Department of Plastic Reconstructive Surgery, St John's Hospital, Howden West, Livingston EH54 6PP, UK; Department of Plastic Reconstructive Surgery, Norfolk and Norwich University Hospital, Colney Lane, Norwich NR4 7UY, UK.
Department of Plastic Reconstructive Surgery, St John's Hospital, Howden West, Livingston EH54 6PP, UK.
J Plast Reconstr Aesthet Surg. 2014 Jul;67(7):932-8. doi: 10.1016/j.bjps.2014.04.006. Epub 2014 May 9.
In 1996 we published a study evaluating the difference between patient and surgeon opinion on the aesthetic outcome of reduction mammaplasty (see Ref. 1). The patients rated the aesthetic outcome of their surgery as significantly higher than the consultant panel. The surgical panel suggested scope for improvement.
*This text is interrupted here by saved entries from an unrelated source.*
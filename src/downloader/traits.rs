// Seams between the orchestrator and its collaborators

use std::path::{Path, PathBuf};
use std::sync::{Arc, Mutex};

use async_trait::async_trait;
use tokio::sync::mpsc::UnboundedSender;
use tracing::debug;

use super::errors::DownloadError;
use super::models::{
    JobEvent, MediaReference, PlaylistListing, Severity, StreamDescriptor, VideoCatalog,
};

/// Hosting-platform client: resolves videos and expands playlists
#[async_trait]
pub trait PlatformClient: Send + Sync {
    /// Name of the client (for logging)
    fn name(&self) -> &'static str;

    /// Title and ordered stream catalog of a single video
    async fn resolve(&self, reference: &MediaReference) -> Result<VideoCatalog, DownloadError>;

    /// Title and ordered member videos of a playlist
    async fn expand_playlist(
        &self,
        reference: &MediaReference,
    ) -> Result<PlaylistListing, DownloadError>;
}

/// Writes a selected stream to local storage
#[async_trait]
pub trait MediaFetcher: Send + Sync {
    /// Download `stream` into `target_dir` as `<file_stem>.<container>`,
    /// returning the absolute path of the written file
    async fn fetch(
        &self,
        stream: &StreamDescriptor,
        target_dir: &Path,
        file_stem: &str,
    ) -> Result<PathBuf, DownloadError>;
}

/// Converts a fetched container into the target audio format
#[async_trait]
pub trait Transcoder: Send + Sync {
    /// Extension of the files this transcoder produces (without dot)
    fn target_extension(&self) -> &str;

    /// Convert `input` into a sibling file, removing `input` on success
    async fn transcode(&self, input: &Path) -> Result<PathBuf, DownloadError>;
}

/// Receives job events; append-only, in emission order
pub trait EventSink: Send + Sync {
    fn emit(&self, event: JobEvent);
}

impl EventSink for UnboundedSender<JobEvent> {
    fn emit(&self, event: JobEvent) {
        // receiver gone means nobody is watching; the job still runs
        let _ = self.send(event);
    }
}

impl<T: EventSink + ?Sized> EventSink for Arc<T> {
    fn emit(&self, event: JobEvent) {
        (**self).emit(event)
    }
}

/// Sink calling a closure for every event
pub struct CallbackSink<F>(pub F);

impl<F> EventSink for CallbackSink<F>
where
    F: Fn(JobEvent) + Send + Sync,
{
    fn emit(&self, event: JobEvent) {
        (self.0)(event)
    }
}

/// In-memory sink keeping every event
#[derive(Debug, Default)]
pub struct EventLog {
    events: Mutex<Vec<JobEvent>>,
}

impl EventLog {
    pub fn new() -> Self {
        Self::default()
    }

    /// Snapshot of everything emitted so far
    pub fn events(&self) -> Vec<JobEvent> {
        self.events.lock().map(|e| e.clone()).unwrap_or_default()
    }

    pub fn errors(&self) -> Vec<JobEvent> {
        self.events().into_iter().filter(JobEvent::is_error).collect()
    }
}

impl EventSink for EventLog {
    fn emit(&self, event: JobEvent) {
        if let Ok(mut events) = self.events.lock() {
            events.push(event);
        }
    }
}

/// Event emitter helper: mirrors every event into tracing at debug level,
/// so a front end printing the sink does not see each line twice
pub struct EventEmitter<'a> {
    sink: &'a dyn EventSink,
}

impl<'a> EventEmitter<'a> {
    pub fn new(sink: &'a dyn EventSink) -> Self {
        Self { sink }
    }

    pub fn info(&self, text: impl Into<String>) {
        self.emit(JobEvent::info(text));
    }

    pub fn error(&self, err: &DownloadError) {
        self.emit(JobEvent::error(format!("Error [{}]: {}", err.kind(), err)));
    }

    pub fn emit(&self, event: JobEvent) {
        let severity = match event.severity {
            Severity::Info => "info",
            Severity::Error => "error",
        };
        debug!(severity, event = %event.text, "job event");
        self.sink.emit(event);
    }
}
Areas of dissatisfaction were poor scarring, high placement of the nipple areola complex and high rates of revision surgery. Fifteen years on, the same team has regrouped to repeat this assessment. In 1996 the consultants scored their own patient results. In 2011 they graded the results of their former trainee who has modified her operative technique to address aesthetic problems highlighted in the first study. Forty-four patients attended a review clinic at least one year post reduction mammaplasty. Patient scored their satisfaction using the original questionnaire employed in 1996. The cohort were photographed and their images graded blindly by the original surgical panel. Statistical analysis was performed by the original statistician. The patients graded aesthetic aspects of body harmony, breast mound appearance, nipple areolar complex appearance and post-operative scarring significantly more positively (p<0.01) than both the 1996 patient cohort and surgical panel. The consultant panel showed a trend for more positive grades for all aesthetic features assessed versus their previous views but this was only significant for breast mound symmetry. They expressed that there was a decrease in post-operative breast ptosis (p<0.04) and improvement in the nipple areolar complex position (p=0.02). The rate of revision surgery has decreased from 53% to 16% between the studies. In keeping with clinical audit, outcomes have been assessed and modifications implemented to address aesthetic concerns. Assessment of outcomes following the modifications demonstrates a trend for increased patient and surgeon satisfaction. Patient satisfaction however still exceeds that of the surgeons.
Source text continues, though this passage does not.